Todd Kliman has been taking a lot of heat for his recent article taking restaurants to task if they serve local food but mostly ignore local wine. I'd repeat some of the comments, but this is a family blog.
The criticisms, though, generally revolved around two things: Todd knows nothing about the restaurant business and local wines stink. I'm quite familiar with these arguments myself, since I hear them all the time. And the truth of the matter? They're excuses, not reasons, and neither is true. If you don't want to serve local wine, then don't serve local wine. But don't shoot the messenger -- especially when it's a message that needs to be heard. More, after the jump.
Many restaurant owners don't understand this public scrutiny. They like it when it means good reviews and fawning customers, and many of them even get into the restaurant business because they see it as a path to local celebrity. But they don't realize that public scrutiny also means that people like Todd and I can say things about their business that they don't like. It's a two-way street, even if they don't want it to be.

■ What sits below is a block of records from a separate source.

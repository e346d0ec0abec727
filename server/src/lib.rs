//! # Code Breaker Server Library
//!
//! This library provides the coordinating process for the networked
//! code-breaking game. It holds the hidden code, arbitrates guesses
//! submitted in turn by the connected players, and answers each guess with
//! scored feedback and one qualitative hint.
//!
//! ## Core Responsibilities
//!
//! ### Turn Arbitration
//! Exactly one player is asked for a guess at a time. A turn ends with an
//! accepted guess or with the per-turn deadline; invalid input is answered
//! in place and the same player is asked again. When every player has timed
//! out in an unbroken chain the table enters recovery and the first player
//! to send anything resumes the game.
//!
//! ### Deterministic Game Logic
//! Secret generation and scoring take the random source as a parameter, so
//! a seeded generator reproduces secrets, scores and hints exactly.
//!
//! ### Session Statistics
//! Wins, losses and the hardest secrets are tracked for the lifetime of the
//! process and logged after every game.
//!
//! ## Module Organization
//!
//! ### Game Logic
//! - `code`: fixed-width digit sequences
//! - `secret`: secret generation per difficulty tier
//! - `validation`: raw guess text to a code
//! - `feedback`: two-pass scoring and the hint battery
//! - `analytics`: append-only win/loss counters
//!
//! ### Orchestration
//! - `coordinator`: the turn/timeout/recovery state machine
//! - `messenger`: the player I/O seam and its TCP implementation
//! - `lobby`: id assignment while the table fills
//! - `network`: listener setup and the top-level run
//!
//! ### Supporting Modules
//! - `config`: validated, immutable game settings
//! - `error`: typed errors for every failure kind
//!
//! ## Usage Example
//!
//! ```rust,no_run
//! use server::config::{Difficulty, GameConfig};
//! use server::network::Server;
//! use std::time::Duration;
//!
//! #[tokio::main]
//! async fn main() -> Result<(), Box<dyn std::error::Error>> {
//!     let config = GameConfig::new(4, Difficulty::Medium, 2, Duration::from_secs(30))?;
//!     let server = Server::bind("0.0.0.0:8080", config).await?;
//!
//!     // Blocks until two players joined, then plays until one disconnects
//!     server.run().await?;
//!     Ok(())
//! }
//! ```
//!
//! ## Known Limitation
//!
//! A single player's disconnect ends the whole run; players are not removed
//! individually.

pub mod analytics;
pub mod code;
pub mod config;
pub mod coordinator;
pub mod error;
pub mod feedback;
pub mod lobby;
pub mod messenger;
pub mod network;
pub mod secret;
pub mod validation;
use clap::Parser;
use client::input::spawn_stdin_reader;
use client::network::Client;
use log::info;

#[derive(Parser, Debug)]
#[command(author, version, about, long_about = None)]
struct Args {
    /// Server address to connect to
    #[arg(short = 's', long, env = "CODEBREAKER_ADDR", default_value = shared::DEFAULT_SERVER_ADDR)]
    server: String,
}

#[tokio::main]
async fn main() -> Result<(), Box<dyn std::error::Error>> {
    env_logger::init();

    let args = Args::parse();

    info!("Connecting to: {}", args.server);
    let mut client = Client::connect(&args.server).await?;

    client
        .run(spawn_stdin_reader(), &mut std::io::stdout())
        .await
}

Hence the argument that we don't know what we're talking about. It's impractical for restaurants to sell local wine, and when we say they should, it shows our ignorance of the economics of the restaurant business. This is, not surprisingly, the same reason restaurateurs give for the infamous three-times markup -- when they charge $8 a glass for a wine that costs $8 a bottle at the grocery store.
I'll skip the economics lecture, which is boring. The point is that I can give it (and have, when I taught at the Cordon Bleu), and Todd can give it, too. Restaurants see wine as a cost to be incurred, not as an opportunity to make money. Given that approach, they tend to carry wines that are easier to sell -- national brands for chains and casual restaurants, and highly-rated wines for fine dining. Regional wine is neither of those. But it would be awkward for a local food restaurant to say it's too much trouble to sell local wine, so they use the economics argument.
Or they say local wine stinks. To be fair, I think they honestly believe this. I've asked wine buyers for two important Texas restaurants why they didn't carry Texas wine, and you'd have thought I had asked them if they did things at home they didn't want anyone to know about. It turned out, in both cases, that their distaste for regional wine was ignorance. They had not had any, though they had heard a lot about how bad it was. But, over the next several years, an amazing thing happened. One of the wine buyers made an effort, tasted Texas wines, and his list today is more than respectable. He has even done Texas wine dinners.
Is some regional wine poorly made? Yep. Just like, as Todd pointed out, so much non-regional wine is. But restaurants don't throw that baby out with the bath water, so why do they do it with regional wine?
This is the only important wine country in the world where regionalism is seen as less than normal. Few people drink Tuscan wine in Sicily or Argentine wine in Chile. But we do it all the time in the U.S, and those of us who ask why often take more abuse than we deserve. Which is what we signed up for, I suppose. It's just not very productive.



First of all, Todd knows a lot more about different restaurants then probably you do....and I stress probably because I really don't know you. The arguement here is that the biggest mark-up in restaurants is on wine. Restaurants in the past have focust on Californian wines and some European and South American wines, for good reason....price point and the obvious profit margin, nevermind educating customers about local wines. However, local Virginian wines have come of age, especially Norton wines...Norton being the native Virginian grape. Local restaurants, even those with some prestigiuos reputation are well advised or encouraged to promote Virginian wines as many restaurants promotes menues that showcase locally grown produce. To suggest that Kliman does not know restaurants is blatantly false and ignorant at best. In Vino Veritas Ed
Posted by: Edward Lohmann | August 08, 2010 at 08:14 PM
Please read this again, Mr. Lohmann. I'm on Todd's side, and I consider him a friend. I wrote this to defend Todd from those who attack him for the reasons you describe.
And I have been a defender of regional wine since I started writing about wine 20-some years ago, as my work with DrinkLocalWine.com demonstrates.